use clap::Parser;
use sitegraph::cli::{Cli, Command, GenerateArgs};
use sitegraph::{cmd_generate, cmd_init, cmd_layout, cmd_neighborhood, cmd_serve};
use tracing_subscriber::EnvFilter;

fn main() {
    init_tracing();

    let cli = Cli::parse();

    let exit_code = match cli.command {
        Some(Command::Generate(args)) => cmd_generate(args),
        Some(Command::Neighborhood(args)) => cmd_neighborhood(args),
        Some(Command::Layout(args)) => cmd_layout(args),
        Some(Command::Serve(args)) => cmd_serve(args),
        Some(Command::Init(args)) => cmd_init(args),
        // Bare invocation: ./dist -> ./public/graph.json
        None => cmd_generate(GenerateArgs::default()),
    };

    std::process::exit(exit_code);
}

fn init_tracing() {
    let filter =
        EnvFilter::try_from_default_env().unwrap_or_else(|_| EnvFilter::new("sitegraph=warn"));
    tracing_subscriber::fmt()
        .with_env_filter(filter)
        .with_writer(std::io::stderr)
        .with_target(false)
        .init();
}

::::::

What the task asks:
Give back exactly the lines starting at the one with "std::process::exit(exit_code);" and running to the end of the listing. Include both ends.

Solution to this task:
    std::process::exit(exit_code);
}

fn init_tracing() {
    let filter =
        EnvFilter::try_from_default_env().unwrap_or_else(|_| EnvFilter::new("sitegraph=warn"));
    tracing_subscriber::fmt()
        .with_env_filter(filter)
        .with_writer(std::io::stderr)
        .with_target(false)
        .init();
}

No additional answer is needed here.